Одно для меня было ясно: командиры полков не могли бы, если б даже пожелали, наказать своих одностаничников, чтоб впоследствии не накликать чумы себе на шею.

За Лабою мы встретили серьезное сопротивление. Начались встречные бои с переменным успехом. Временами казалось, что наш начальник дивизии теряет инициативу. Под Скобелевскими хуторами нам решительно не повезло.

С правого фланга приходили тревожные известия. Наша лава маячила впереди, у подошвы холма, с которого наблюдали мы с Науменко, приютились орудия нашей 3-й батареи. Несколько минут спустя к нам приехал генерал Афросимов с начальником штаба, живым и веселым полковником Баумгартеном и с капитаном Роговым. Мне казалось, что на всех лицах отражалась какая-то неуверенность – результат неосведомленности в обстановке.

Нежданно-негаданно из лесочков на правом фланге, одна за другой стали выползать массы кавалерии в походном порядке... Наши?

– Екатеринодарцы!

– Уманцы!

– Запорожцы!

– А вот-то будет штука, если это будут красные! – иронически замечает Баумгартен. – А вот...

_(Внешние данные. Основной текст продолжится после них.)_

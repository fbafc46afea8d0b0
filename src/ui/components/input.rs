use crossterm::event::{KeyCode, KeyEvent, KeyModifiers};

/// Result of handling a key event in an input component
#[derive(Debug, Clone, PartialEq, Eq)]
pub enum InputResult {
  /// Key was handled, continue input mode
  Consumed,
  /// Enter pressed, here's the submitted value
  Submitted(String),
  /// Escape pressed, input cancelled
  Cancelled,
  /// Key not handled, pass to next handler
  NotHandled,
}

/// Reusable text input component. The cursor counts characters, not bytes.
#[derive(Debug, Clone, Default)]
pub struct TextInput {
  buffer: String,
  cursor: usize,
}

impl TextInput {
  pub fn new() -> Self {
    Self::default()
  }

  /// Get the current input value
  pub fn value(&self) -> &str {
    &self.buffer
  }

  /// Check if the input is empty
  pub fn is_empty(&self) -> bool {
    self.buffer.is_empty()
  }

  /// Clear the input
  pub fn clear(&mut self) {
    self.buffer.clear();
    self.cursor = 0;
  }

  /// Replace the content, placing the cursor at the end
  pub fn set_value(&mut self, value: &str) {
    self.buffer = value.to_string();
    self.cursor = self.char_count();
  }

  fn char_count(&self) -> usize {
    self.buffer.chars().count()
  }

  /// Byte offset of the given character position
  fn byte_index(&self, chars: usize) -> usize {
    self
      .buffer
      .char_indices()
      .nth(chars)
      .map(|(i, _)| i)
      .unwrap_or(self.buffer.len())
  }

  /// Handle a key event, returning the result
  pub fn handle_key(&mut self, key: KeyEvent) -> InputResult {
    match key.code {
      KeyCode::Esc => InputResult::Cancelled,
      KeyCode::Enter => InputResult::Submitted(self.buffer.clone()),
      KeyCode::Backspace => {
        if self.cursor > 0 {
          self.cursor -= 1;
          let at = self.byte_index(self.cursor);
          self.buffer.remove(at);
        }
        InputResult::Consumed
      }
      KeyCode::Delete => {
        if self.cursor < self.char_count() {
          let at = self.byte_index(self.cursor);
          self.buffer.remove(at);
        }
        InputResult::Consumed
      }
      KeyCode::Left => {
        if self.cursor > 0 {
          self.cursor -= 1;
        }
        InputResult::Consumed
      }
      KeyCode::Right => {
        if self.cursor < self.char_count() {
          self.cursor += 1;
        }
        InputResult::Consumed
      }
      KeyCode::Home | KeyCode::Char('a') if key.modifiers.contains(KeyModifiers::CONTROL) => {
        self.cursor = 0;
        InputResult::Consumed
      }
      KeyCode::End | KeyCode::Char('e') if key.modifiers.contains(KeyModifiers::CONTROL) => {
        self.cursor = self.char_count();
        InputResult::Consumed
      }
      KeyCode::Char('u') if key.modifiers.contains(KeyModifiers::CONTROL) => {
        // Clear line before cursor
        let at = self.byte_index(self.cursor);
        self.buffer = self.buffer[at..].to_string();
        self.cursor = 0;
        InputResult::Consumed
      }
      KeyCode::Char('w') if key.modifiers.contains(KeyModifiers::CONTROL) => {
        // Delete word before cursor
        if self.cursor > 0 {
          let at = self.byte_index(self.cursor);
          let before = &self.buffer[..at];
          let word_start = before.trim_end().rfind(' ').map(|i| i + 1).unwrap_or(0);
          self.cursor = self.buffer[..word_start].chars().count();
          self.buffer = format!("{}{}", &self.buffer[..word_start], &self.buffer[at..]);
        }
        InputResult::Consumed
      }
      KeyCode::Char(c) => {
        let at = self.byte_index(self.cursor);
        self.buffer.insert(at, c);
        self.cursor += 1;
        InputResult::Consumed
      }
      _ => InputResult::NotHandled,
    }
  }

  /// Text before and after the cursor, for rendering
  pub fn split_at_cursor(&self) -> (&str, &str) {
    self.buffer.split_at(self.byte_index(self.cursor))
  }
}

#[cfg(test)]
mod tests {
  use super::*;

  fn key(code: KeyCode) -> KeyEvent {
    KeyEvent::new(code, KeyModifiers::NONE)
  }

  fn ctrl_key(code: KeyCode) -> KeyEvent {
    KeyEvent::new(code, KeyModifiers::CONTROL)
  }

  #[test]
  fn test_basic_input() {
    let mut input = TextInput::new();
    assert!(input.is_empty());

    input.handle_key(key(KeyCode::Char('h')));
    input.handle_key(key(KeyCode::Char('i')));
    assert_eq!(input.value(), "hi");
  }

  #[test]
  fn test_submit() {
    let mut input = TextInput::new();
    input.handle_key(key(KeyCode::Char('t')));
    input.handle_key(key(KeyCode::Char('e')));
    input.handle_key(key(KeyCode::Char('s')));
    input.handle_key(key(KeyCode::Char('t')));

    let result = input.handle_key(key(KeyCode::Enter));
    assert_eq!(result, InputResult::Submitted("test".to_string()));
  }

  #[test]
  fn test_cancel() {
    let mut input = TextInput::new();
    input.handle_key(key(KeyCode::Char('x')));

    let result = input.handle_key(key(KeyCode::Esc));
    assert_eq!(result, InputResult::Cancelled);
  }

  #[test]
  fn test_backspace() {
    let mut input = TextInput::new();
    input.handle_key(key(KeyCode::Char('a')));
    input.handle_key(key(KeyCode::Char('b')));
    input.handle_key(key(KeyCode::Char('c')));
    input.handle_key(key(KeyCode::Backspace));
    assert_eq!(input.value(), "ab");
  }

  #[test]
  fn test_cursor_movement() {
    let mut input = TextInput::new();
    input.handle_key(key(KeyCode::Char('a')));
    input.handle_key(key(KeyCode::Char('c')));
    input.handle_key(key(KeyCode::Left));
    input.handle_key(key(KeyCode::Char('b')));
    assert_eq!(input.value(), "abc");
  }

  #[test]
  fn test_ctrl_u_clear_before_cursor() {
    let mut input = TextInput::new();
    for c in "hello world".chars() {
      input.handle_key(key(KeyCode::Char(c)));
    }
    input.handle_key(key(KeyCode::Left));
    input.handle_key(key(KeyCode::Left));
    input.handle_key(key(KeyCode::Left));
    input.handle_key(key(KeyCode::Left));
    input.handle_key(key(KeyCode::Left));
    input.handle_key(ctrl_key(KeyCode::Char('u')));
    assert_eq!(input.value(), "world");
  }

  #[test]
  fn test_multibyte_editing() {
    let mut input = TextInput::new();
    input.set_value("héllo");
    input.handle_key(key(KeyCode::Left));
    input.handle_key(key(KeyCode::Left));
    input.handle_key(key(KeyCode::Left));
    input.handle_key(key(KeyCode::Backspace));
    assert_eq!(input.value(), "hllo");
    input.handle_key(key(KeyCode::Char('ø')));
    assert_eq!(input.value(), "høllo");
    assert_eq!(input.split_at_cursor(), ("hø", "llo"));
  }

  #[test]
  fn test_ctrl_w_deletes_word() {
    let mut input = TextInput::new();
    input.set_value("good first issue");
    input.handle_key(ctrl_key(KeyCode::Char('w')));
    assert_eq!(input.value(), "good first ");
  }
}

И вот полки, вытянувшись в одну линию на всем нашем горизонте, неожиданно поворачивают прямо на нас. Переходят в рысь...

– Красные!

Науменко полетел к своему полку, сконцентрировавшемуся за нашим левым флангом. "Три святителя", как прозвали наш штаб, во мгновение ока смылись с холма. Наша лава растаяла и куда-то исчезла. Красные, развернувшись с расстояния версты в полторы, идут прямо на нас. Батарея сыпет по наступающим беглым огнем, но большая часть снарядов рвется в интервалах между всадниками... В эту минуту ко мне подскакивает Беслан с крынкой топленого молока. Невозможно удержаться от искушения: я пью и одновременно передаю Беслану.

– Скачи скорее, попроси Науменко прислать прикрытие и сразу же веди сюда передки!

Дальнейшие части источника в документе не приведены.